Stored data entries:
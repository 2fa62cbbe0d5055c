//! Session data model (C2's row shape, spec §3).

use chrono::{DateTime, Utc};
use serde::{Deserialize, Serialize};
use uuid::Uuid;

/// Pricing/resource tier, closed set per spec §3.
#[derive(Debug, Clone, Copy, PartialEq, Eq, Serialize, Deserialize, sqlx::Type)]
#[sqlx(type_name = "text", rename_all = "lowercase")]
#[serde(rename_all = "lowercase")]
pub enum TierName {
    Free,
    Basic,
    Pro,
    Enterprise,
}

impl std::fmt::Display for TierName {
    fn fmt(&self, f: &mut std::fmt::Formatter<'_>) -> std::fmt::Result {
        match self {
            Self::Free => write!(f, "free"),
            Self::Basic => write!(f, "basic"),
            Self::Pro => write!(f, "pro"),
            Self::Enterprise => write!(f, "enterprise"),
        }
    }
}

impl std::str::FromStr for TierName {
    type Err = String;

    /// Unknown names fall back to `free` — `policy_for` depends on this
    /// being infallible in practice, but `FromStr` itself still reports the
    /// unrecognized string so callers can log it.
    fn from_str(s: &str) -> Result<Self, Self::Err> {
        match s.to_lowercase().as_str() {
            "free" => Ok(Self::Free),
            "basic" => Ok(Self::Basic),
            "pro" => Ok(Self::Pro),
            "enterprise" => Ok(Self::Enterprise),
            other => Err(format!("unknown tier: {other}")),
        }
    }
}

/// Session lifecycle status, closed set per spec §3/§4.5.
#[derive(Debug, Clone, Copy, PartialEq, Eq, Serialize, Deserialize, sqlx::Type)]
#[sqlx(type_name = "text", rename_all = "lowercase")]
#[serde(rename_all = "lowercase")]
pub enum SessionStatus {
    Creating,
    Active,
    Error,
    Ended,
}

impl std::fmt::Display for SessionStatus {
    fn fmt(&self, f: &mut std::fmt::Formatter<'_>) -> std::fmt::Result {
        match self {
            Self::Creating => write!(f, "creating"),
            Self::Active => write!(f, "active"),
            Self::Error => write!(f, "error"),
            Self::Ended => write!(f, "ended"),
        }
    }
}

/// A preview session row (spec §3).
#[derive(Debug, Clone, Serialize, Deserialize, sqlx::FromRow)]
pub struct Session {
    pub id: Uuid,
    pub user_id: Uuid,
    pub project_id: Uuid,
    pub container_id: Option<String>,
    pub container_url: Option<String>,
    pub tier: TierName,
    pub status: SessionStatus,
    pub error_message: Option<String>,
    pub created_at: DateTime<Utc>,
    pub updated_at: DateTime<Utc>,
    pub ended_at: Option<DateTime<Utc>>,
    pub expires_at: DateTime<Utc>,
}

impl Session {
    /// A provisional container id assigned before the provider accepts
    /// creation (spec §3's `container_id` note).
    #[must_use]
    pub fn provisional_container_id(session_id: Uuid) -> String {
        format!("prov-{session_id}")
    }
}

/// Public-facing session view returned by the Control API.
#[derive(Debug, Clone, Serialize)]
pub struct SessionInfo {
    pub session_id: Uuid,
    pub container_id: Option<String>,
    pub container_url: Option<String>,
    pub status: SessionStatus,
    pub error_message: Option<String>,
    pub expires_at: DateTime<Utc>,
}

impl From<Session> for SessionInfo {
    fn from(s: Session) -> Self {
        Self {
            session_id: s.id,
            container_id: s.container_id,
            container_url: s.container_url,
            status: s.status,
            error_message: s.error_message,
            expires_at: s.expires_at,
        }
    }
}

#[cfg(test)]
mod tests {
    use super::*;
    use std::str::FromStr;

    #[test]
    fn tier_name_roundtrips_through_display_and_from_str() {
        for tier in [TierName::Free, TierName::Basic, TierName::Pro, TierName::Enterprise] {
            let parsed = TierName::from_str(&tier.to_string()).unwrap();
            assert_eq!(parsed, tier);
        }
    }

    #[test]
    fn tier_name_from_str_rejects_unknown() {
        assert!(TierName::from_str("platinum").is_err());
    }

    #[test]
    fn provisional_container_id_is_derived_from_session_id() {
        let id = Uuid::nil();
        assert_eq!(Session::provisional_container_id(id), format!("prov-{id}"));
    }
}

● YOUR OBJECTIVE
Repeat every record, exactly as written.

● WRITTEN RESPONSE
repository 2fa62cbbe0d5055c
//! Session data model (C2's row shape, spec §3).

use chrono::{DateTime, Utc};
use serde::{Deserialize, Serialize};
use uuid::Uuid;

/// Pricing/resource tier, closed set per spec §3.
#[derive(Debug, Clone, Copy, PartialEq, Eq, Serialize, Deserialize, sqlx::Type)]
#[sqlx(type_name = "text", rename_all = "lowercase")]
#[serde(rename_all = "lowercase")]
pub enum TierName {
    Free,
    Basic,
    Pro,
    Enterprise,
}

impl std::fmt::Display for TierName {
    fn fmt(&self, f: &mut std::fmt::Formatter<'_>) -> std::fmt::Result {
        match self {
            Self::Free => write!(f, "free"),
            Self::Basic => write!(f, "basic"),
            Self::Pro => write!(f, "pro"),
            Self::Enterprise => write!(f, "enterprise"),
        }
    }
}

impl std::str::FromStr for TierName {
    type Err = String;

    /// Unknown names fall back to `free` — `policy_for` depends on this
    /// being infallible in practice, but `FromStr` itself still reports the
    /// unrecognized string so callers can log it.
    fn from_str(s: &str) -> Result<Self, Self::Err> {
        match s.to_lowercase().as_str() {
            "free" => Ok(Self::Free),
            "basic" => Ok(Self::Basic),
            "pro" => Ok(Self::Pro),
            "enterprise" => Ok(Self::Enterprise),
            other => Err(format!("unknown tier: {other}")),
        }
    }
}

/// Session lifecycle status, closed set per spec §3/§4.5.
#[derive(Debug, Clone, Copy, PartialEq, Eq, Serialize, Deserialize, sqlx::Type)]
#[sqlx(type_name = "text", rename_all = "lowercase")]
#[serde(rename_all = "lowercase")]
pub enum SessionStatus {
    Creating,
    Active,
    Error,
    Ended,
}

impl std::fmt::Display for SessionStatus {
    fn fmt(&self, f: &mut std::fmt::Formatter<'_>) -> std::fmt::Result {
        match self {
            Self::Creating => write!(f, "creating"),
            Self::Active => write!(f, "active"),
            Self::Error => write!(f, "error"),
            Self::Ended => write!(f, "ended"),
        }
    }
}

/// A preview session row (spec §3).
#[derive(Debug, Clone, Serialize, Deserialize, sqlx::FromRow)]
pub struct Session {
    pub id: Uuid,
    pub user_id: Uuid,
    pub project_id: Uuid,
    pub container_id: Option<String>,
    pub container_url: Option<String>,
    pub tier: TierName,
    pub status: SessionStatus,
    pub error_message: Option<String>,
    pub created_at: DateTime<Utc>,
    pub updated_at: DateTime<Utc>,
    pub ended_at: Option<DateTime<Utc>>,
    pub expires_at: DateTime<Utc>,
}

impl Session {
    /// A provisional container id assigned before the provider accepts
    /// creation (spec §3's `container_id` note).
    #[must_use]
    pub fn provisional_container_id(session_id: Uuid) -> String {
        format!("prov-{session_id}")
    }
}

/// Public-facing session view returned by the Control API.
#[derive(Debug, Clone, Serialize)]
pub struct SessionInfo {
    pub session_id: Uuid,
    pub container_id: Option<String>,
    pub container_url: Option<String>,
    pub status: SessionStatus,
    pub error_message: Option<String>,
    pub expires_at: DateTime<Utc>,
}

impl From<Session> for SessionInfo {
    fn from(s: Session) -> Self {
        Self {
            session_id: s.id,
            container_id: s.container_id,
            container_url: s.container_url,
            status: s.status,
            error_message: s.error_message,
            expires_at: s.expires_at,
        }
    }
}

#[cfg(test)]
mod tests {
    use super::*;
    use std::str::FromStr;

    #[test]
    fn tier_name_roundtrips_through_display_and_from_str() {
        for tier in [TierName::Free, TierName::Basic, TierName::Pro, TierName::Enterprise] {
            let parsed = TierName::from_str(&tier.to_string()).unwrap();
            assert_eq!(parsed, tier);
        }
    }

    #[test]
    fn tier_name_from_str_rejects_unknown() {
        assert!(TierName::from_str("platinum").is_err());
    }

    #[test]
    fn provisional_container_id_is_derived_from_session_id() {
        let id = Uuid::nil();
        assert_eq!(Session::provisional_container_id(id), format!("prov-{id}"));
    }
}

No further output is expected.